どの一行も一編の映像作品や一枚の写真になるように考えました。聴く人のとらえ方で、そこからまた違うものが派生していくぐらいの含みを持つ、余白のあるポエティックなフレーズ。でも、すごく具体的な描写という究極のバランスを一行一行連ねていった感じですね。アルバムというよりは、この曲と出会った人が、どんな人生を送っていたとしても、普遍的に響く音の物語になっていたらと願っています。
楽曲を聴き終わった時に、表紙を開いて、物語を読み進めて、きちんとエンディングがある読後感を味わえるような作品ですね。そして、何回もその物語を開いては閉じてを繰り返しても廃れない、普遍性のある一冊になっているとうれしいです。その思いを常に心に抱きながら、言葉を紡いで、時に消して、書き直して、一度ボツにしたものをよみがえらせたりというプロセスを経て完成しました。
──ドラマも、この曲があったからこそ身近に感じました。
ありがとうございます。でも実は、脚本がない中でこの楽曲は生まれたんです。『LOVED ONE』という確固たるタイトルだけは決まっていて。曲作りが終わってから、続々と脚本が出来上がってきて、演じる水沢真澄という人物のバイオグラフィーが見えてきて、という感じでした。

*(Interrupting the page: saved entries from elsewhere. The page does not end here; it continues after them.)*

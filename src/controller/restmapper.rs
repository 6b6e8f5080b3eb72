//! Resolve manifest kinds to API resources
//!
//! Kinds shipped by the chart are answered from a fixed table. Anything else goes to
//! API discovery once and is cached for the lifetime of the mapper.

use std::collections::HashMap;
use std::sync::RwLock;

use async_trait::async_trait;
use kube::{
    api::{Api, DynamicObject},
    core::{ApiResource, GroupVersionKind},
    discovery::{self, Scope},
    Client,
};
use tracing::debug;

use crate::error::{Error, Result};

/// Where and how a kind is served
#[derive(Clone, Debug, PartialEq, Eq)]
pub struct RestMapping {
    pub resource: ApiResource,
    pub namespaced: bool,
}

impl RestMapping {
    pub fn new(group: &str, version: &str, kind: &str, plural: &str, namespaced: bool) -> Self {
        Self {
            resource: ApiResource::from_gvk_with_plural(
                &GroupVersionKind::gvk(group, version, kind),
                plural,
            ),
            namespaced,
        }
    }

    /// Dynamic API for this resource, scoped to `namespace` when namespaced
    pub fn api(&self, client: &Client, namespace: Option<&str>) -> Api<DynamicObject> {
        match namespace {
            Some(ns) if self.namespaced => Api::namespaced_with(client.clone(), ns, &self.resource),
            _ => Api::all_with(client.clone(), &self.resource),
        }
    }
}

/// Split an `apiVersion` into group and version
pub fn split_api_version(api_version: &str) -> (&str, &str) {
    match api_version.split_once('/') {
        Some((group, version)) => (group, version),
        None => ("", api_version),
    }
}

#[async_trait]
pub trait RestMapper: Send + Sync {
    async fn mapping(&self, api_version: &str, kind: &str) -> Result<RestMapping>;
}

/// Kinds the rendered chart is known to contain
pub fn known_mappings() -> Vec<RestMapping> {
    vec![
        RestMapping::new("", "v1", "Namespace", "namespaces", false),
        RestMapping::new("", "v1", "ServiceAccount", "serviceaccounts", true),
        RestMapping::new("", "v1", "Service", "services", true),
        RestMapping::new("", "v1", "ConfigMap", "configmaps", true),
        RestMapping::new("", "v1", "Secret", "secrets", true),
        RestMapping::new("apps", "v1", "Deployment", "deployments", true),
        RestMapping::new("rbac.authorization.k8s.io", "v1", "Role", "roles", true),
        RestMapping::new("rbac.authorization.k8s.io", "v1", "RoleBinding", "rolebindings", true),
        RestMapping::new("rbac.authorization.k8s.io", "v1", "ClusterRole", "clusterroles", false),
        RestMapping::new(
            "rbac.authorization.k8s.io",
            "v1",
            "ClusterRoleBinding",
            "clusterrolebindings",
            false,
        ),
        RestMapping::new(
            "apiextensions.k8s.io",
            "v1",
            "CustomResourceDefinition",
            "customresourcedefinitions",
            false,
        ),
        RestMapping::new(
            "admissionregistration.k8s.io",
            "v1",
            "ValidatingWebhookConfiguration",
            "validatingwebhookconfigurations",
            false,
        ),
        RestMapping::new(
            "admissionregistration.k8s.io",
            "v1",
            "MutatingWebhookConfiguration",
            "mutatingwebhookconfigurations",
            false,
        ),
        RestMapping::new("networking.k8s.io", "v1", "NetworkPolicy", "networkpolicies", true),
        RestMapping::new(
            "olm.operatorframework.io",
            "v1",
            "ClusterCatalog",
            "clustercatalogs",
            false,
        ),
    ]
}

/// Table-backed mapper; unknown kinds are an error
#[derive(Clone, Debug, Default)]
pub struct StaticRestMapper {
    table: HashMap<(String, String), RestMapping>,
}

impl StaticRestMapper {
    pub fn new(mappings: Vec<RestMapping>) -> Self {
        let table = mappings
            .into_iter()
            .map(|m| ((m.resource.api_version.clone(), m.resource.kind.clone()), m))
            .collect();
        Self { table }
    }

    pub fn known() -> Self {
        Self::new(known_mappings())
    }

    pub fn lookup(&self, api_version: &str, kind: &str) -> Option<RestMapping> {
        self.table
            .get(&(api_version.to_string(), kind.to_string()))
            .cloned()
    }
}

#[async_trait]
impl RestMapper for StaticRestMapper {
    async fn mapping(&self, api_version: &str, kind: &str) -> Result<RestMapping> {
        self.lookup(api_version, kind).ok_or_else(|| {
            Error::ConfigError(format!("no mapping for {api_version} {kind}"))
        })
    }
}

/// Known table first, then API discovery with a cache
pub struct DiscoveryRestMapper {
    client: Client,
    known: StaticRestMapper,
    discovered: RwLock<HashMap<(String, String), RestMapping>>,
}

impl DiscoveryRestMapper {
    pub fn new(client: Client) -> Self {
        Self {
            client,
            known: StaticRestMapper::known(),
            discovered: RwLock::new(HashMap::new()),
        }
    }

    fn cached(&self, key: &(String, String)) -> Option<RestMapping> {
        self.discovered
            .read()
            .ok()
            .and_then(|cache| cache.get(key).cloned())
    }
}

#[async_trait]
impl RestMapper for DiscoveryRestMapper {
    async fn mapping(&self, api_version: &str, kind: &str) -> Result<RestMapping> {
        if let Some(mapping) = self.known.lookup(api_version, kind) {
            return Ok(mapping);
        }
        let key = (api_version.to_string(), kind.to_string());
        if let Some(mapping) = self.cached(&key) {
            return Ok(mapping);
        }

        let (group, version) = split_api_version(api_version);
        let gvk = GroupVersionKind::gvk(group, version, kind);
        let (resource, caps) = discovery::pinned_kind(&self.client, &gvk).await?;
        let mapping = RestMapping {
            resource,
            namespaced: caps.scope == Scope::Namespaced,
        };
        debug!(api_version, kind, plural = %mapping.resource.plural, "Discovered mapping");

        if let Ok(mut cache) = self.discovered.write() {
            cache.insert(key, mapping.clone());
        }
        Ok(mapping)
    }
}

#[cfg(test)]
mod tests {
    use super::*;

    #[test]
    fn test_split_api_version() {
        assert_eq!(split_api_version("v1"), ("", "v1"));
        assert_eq!(split_api_version("apps/v1"), ("apps", "v1"));
    }

    #[tokio::test]
    async fn test_static_mapper() {
        let mapper = StaticRestMapper::known();
        let deployment = mapper.mapping("apps/v1", "Deployment").await.unwrap();
        assert_eq!(deployment.resource.plural, "deployments");
        assert_eq!(deployment.resource.group, "apps");
        assert!(deployment.namespaced);

        let role = mapper.mapping("rbac.authorization.k8s.io/v1", "ClusterRole").await.unwrap();
        assert!(!role.namespaced);

        assert!(mapper.mapping("example.com/v1", "Widget").await.is_err());
    }
}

──水沢真澄という人物をどう表現しようと思われたのでしょうか?
楽曲で表現したように、“Loved One”という言葉が示すのは、決して大げさなドラマではないんです。だからこそ、ドラマの鍵を握る水沢真澄を孤高の天才のようなキャラクターにはしたくありませんでした。どちらかというと、子どもの心を持ったまま大人になったような人物を意識しました。幼少期に野山で虫や小動物の死骸を見て強烈に好奇心をかき立てられ、シームレスに人体の生と死に関わる仕事に就いたという少年の部分を残しておきたいと思ったんです。

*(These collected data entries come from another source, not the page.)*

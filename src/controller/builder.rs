//! Turn a rendered manifest directory into controllers
//!
//! Every `.yaml`/`.yml` file below a sub-component directory is decoded, resolved to
//! an API resource and classified:
//!
//! - `apps` `Deployment` becomes a [`DeploymentController`]
//! - `ClusterCatalog` becomes a [`DynamicRequiredManifestController`]
//! - everything else joins the sub-component's [`StaticResourceController`]
//!
//! Files are visited in lexicographic order. Errors are collected across all files
//! and reported together.

use std::collections::BTreeSet;
use std::path::{Path, PathBuf};
use std::sync::Arc;

use serde_json::Value;
use tracing::{debug, info};
use walkdir::WalkDir;

use super::deployment::DeploymentController;
use super::dynamic::DynamicRequiredManifestController;
use super::restmapper::{split_api_version, RestMapper, RestMapping};
use super::static_resources::{StaticManifest, StaticResourceController};
use super::{title_case, Controller, ControllerContext};
use crate::crd::RelatedObject;
use crate::error::{join_errors, Error, Result};
use crate::subcomponent::SubComponent;

const CLUSTER_CATALOG_GROUP: &str = "olm.operatorframework.io";

/// A controller the plan will construct
#[derive(Clone, Debug)]
pub enum PlannedController {
    Deployment {
        name: String,
        subcomponent: SubComponent,
        file: PathBuf,
        namespace: String,
        deployment_name: String,
    },
    Dynamic {
        name: String,
        file: PathBuf,
        object_name: String,
        mapping: RestMapping,
    },
    Static {
        name: String,
        subcomponent: SubComponent,
        manifests: Vec<StaticManifest>,
    },
}

impl PlannedController {
    pub fn name(&self) -> &str {
        match self {
            PlannedController::Deployment { name, .. }
            | PlannedController::Dynamic { name, .. }
            | PlannedController::Static { name, .. } => name,
        }
    }
}

/// Classified manifests, before any cluster collaborator is attached
#[derive(Clone, Debug, Default)]
pub struct BuildPlan {
    pub controllers: Vec<PlannedController>,
    pub related_objects: Vec<RelatedObject>,
    pub namespaces: BTreeSet<String>,
}

impl BuildPlan {
    /// Construct the controllers with their shared context
    pub fn into_controller_set(self, ctx: &ControllerContext) -> ControllerSet {
        let controllers = self
            .controllers
            .into_iter()
            .map(|planned| -> Arc<dyn Controller> {
                match planned {
                    PlannedController::Deployment {
                        name,
                        subcomponent,
                        file,
                        namespace,
                        deployment_name,
                    } => Arc::new(DeploymentController::new(
                        name,
                        subcomponent,
                        file,
                        namespace,
                        deployment_name,
                        ctx.clone(),
                    )),
                    PlannedController::Dynamic {
                        name,
                        file,
                        object_name,
                        mapping,
                    } => Arc::new(DynamicRequiredManifestController::new(
                        name,
                        file,
                        object_name,
                        mapping,
                        ctx.clone(),
                    )),
                    PlannedController::Static {
                        name, manifests, ..
                    } => Arc::new(StaticResourceController::new(name, manifests, ctx.clone())),
                }
            })
            .collect();
        ControllerSet {
            controllers,
            related_objects: self.related_objects,
            namespaces: self.namespaces,
        }
    }
}

/// Controllers for one render plus the inventory they manage
pub struct ControllerSet {
    pub controllers: Vec<Arc<dyn Controller>>,
    pub related_objects: Vec<RelatedObject>,
    pub namespaces: BTreeSet<String>,
}

/// `TitleCase(subcomponent) + Kind + TitleCase(name)`
pub fn controller_name(subcomponent: SubComponent, kind: &str, name: &str) -> String {
    format!("{}{kind}{}", title_case(subcomponent.name()), title_case(name))
}

pub struct ControllerBuilder {
    mapper: Arc<dyn RestMapper>,
}

impl ControllerBuilder {
    pub fn new(mapper: Arc<dyn RestMapper>) -> Self {
        Self { mapper }
    }

    /// Classify every manifest under `root/<subcomponent>/`
    pub async fn plan(&self, root: &Path) -> Result<BuildPlan> {
        let mut plan = BuildPlan::default();
        let mut seen = BTreeSet::new();
        let mut names = BTreeSet::new();
        let mut errors = Vec::new();

        for subcomponent in SubComponent::ALL {
            let dir = root.join(subcomponent.name());
            if !dir.is_dir() {
                debug!(subcomponent = %subcomponent, "No manifests rendered");
                continue;
            }

            let mut statics = Vec::new();
            for file in manifest_files(&dir, &mut errors) {
                let manifest = match self.resolve(&file).await {
                    Ok(m) => m,
                    Err(e) => {
                        errors.push(e);
                        continue;
                    }
                };

                let related = manifest.related_object();
                if seen.insert(related.clone()) {
                    if !related.namespace.is_empty() {
                        plan.namespaces.insert(related.namespace.clone());
                    }
                    if manifest.kind == "Namespace" {
                        plan.namespaces.insert(related.name.clone());
                    }
                    plan.related_objects.push(related);
                }

                let group = manifest.group().to_string();
                let planned = match (group.as_str(), manifest.kind.as_str()) {
                    ("apps", "Deployment") => PlannedController::Deployment {
                        name: controller_name(subcomponent, &manifest.kind, &manifest.name),
                        subcomponent,
                        file: manifest.file,
                        namespace: manifest.namespace,
                        deployment_name: manifest.name,
                    },
                    (CLUSTER_CATALOG_GROUP, "ClusterCatalog") => PlannedController::Dynamic {
                        name: controller_name(subcomponent, &manifest.kind, &manifest.name),
                        file: manifest.file,
                        object_name: manifest.name,
                        mapping: manifest.mapping,
                    },
                    _ => {
                        statics.push(StaticManifest {
                            file: manifest.file,
                            mapping: manifest.mapping,
                        });
                        continue;
                    }
                };
                if !names.insert(planned.name().to_string()) {
                    errors.push(Error::ConfigError(format!(
                        "duplicate controller name {}",
                        planned.name()
                    )));
                    continue;
                }
                plan.controllers.push(planned);
            }

            if !statics.is_empty() {
                plan.controllers.push(PlannedController::Static {
                    name: format!("{}StaticResources", title_case(subcomponent.name())),
                    subcomponent,
                    manifests: statics,
                });
            }
        }

        if let Some(err) = join_errors(errors) {
            return Err(err);
        }
        info!(
            controllers = plan.controllers.len(),
            related_objects = plan.related_objects.len(),
            "Planned controllers"
        );
        Ok(plan)
    }

    pub async fn build(&self, root: &Path, ctx: &ControllerContext) -> Result<ControllerSet> {
        Ok(self.plan(root).await?.into_controller_set(ctx))
    }

    async fn resolve(&self, file: &Path) -> Result<ResolvedManifest> {
        let display = file.display().to_string();
        let raw = std::fs::read_to_string(file).map_err(|e| Error::io(file, e))?;
        let value: Value =
            serde_yaml::from_str(&raw).map_err(|e| Error::manifest(&display, e.to_string()))?;

        let field = |pointer: &str| {
            value
                .pointer(pointer)
                .and_then(Value::as_str)
                .unwrap_or_default()
                .to_string()
        };
        let api_version = field("/apiVersion");
        let kind = field("/kind");
        let name = field("/metadata/name");
        let namespace = field("/metadata/namespace");
        if api_version.is_empty() || kind.is_empty() || name.is_empty() {
            return Err(Error::manifest(
                &display,
                "apiVersion, kind and metadata.name are required",
            ));
        }

        let mapping = self
            .mapper
            .mapping(&api_version, &kind)
            .await
            .map_err(|e| Error::manifest(&display, e.to_string()))?;
        if mapping.namespaced && namespace.is_empty() {
            return Err(Error::manifest(
                &display,
                format!("namespaced {kind} {name} has no namespace"),
            ));
        }

        Ok(ResolvedManifest {
            file: file.to_path_buf(),
            api_version,
            kind,
            name,
            namespace: if mapping.namespaced { namespace } else { String::new() },
            mapping,
        })
    }
}

struct ResolvedManifest {
    file: PathBuf,
    api_version: String,
    kind: String,
    name: String,
    namespace: String,
    mapping: RestMapping,
}

impl ResolvedManifest {
    fn group(&self) -> &str {
        split_api_version(&self.api_version).0
    }

    fn related_object(&self) -> RelatedObject {
        RelatedObject {
            group: self.mapping.resource.group.clone(),
            resource: self.mapping.resource.plural.clone(),
            namespace: self.namespace.clone(),
            name: self.name.clone(),
        }
    }
}

/// Manifest files below `dir` in lexicographic order
fn manifest_files(dir: &Path, errors: &mut Vec<Error>) -> Vec<PathBuf> {
    let mut files = Vec::new();
    for entry in WalkDir::new(dir).sort_by_file_name() {
        match entry {
            Ok(entry) if entry.file_type().is_file() => {
                let path = entry.into_path();
                let is_yaml = path
                    .extension()
                    .and_then(|e| e.to_str())
                    .is_some_and(|e| e == "yaml" || e == "yml");
                if is_yaml {
                    files.push(path);
                }
            }
            Ok(_) => {}
            Err(e) => errors.push(Error::ConfigError(format!(
                "walking {}: {e}",
                dir.display()
            ))),
        }
    }
    files
}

また、毎回、凄惨な事件が起こるわけですが、真澄の圧倒的な技術や独自の着眼点によって、亡くなられたご遺体である「LOVED ONE」が最後に残した形なき声、愛の形、欠片を一つ一つ集めて事件を解決するわけです。その過程で真澄という存在が救いとなれば、とも思いました。
──曲作り以上に、とても難しい役ではなかったでしょうか。
ある意味、そうとも言えるかもしれません。ただ、ご遺体を死体ではなく、かつて誰かに愛されていた、誰かを愛していた存在として向き合うというアプローチを通して、自然と水沢真澄としての言葉や行動が出てくるようになりました。解剖する前に、ご遺体に一声かける倫理観や、死生観、宇宙観みたいなものが真澄の中で筋が通っている。それが、外から見ると変人に思える時もありますが、最終的には救いになるように努めました。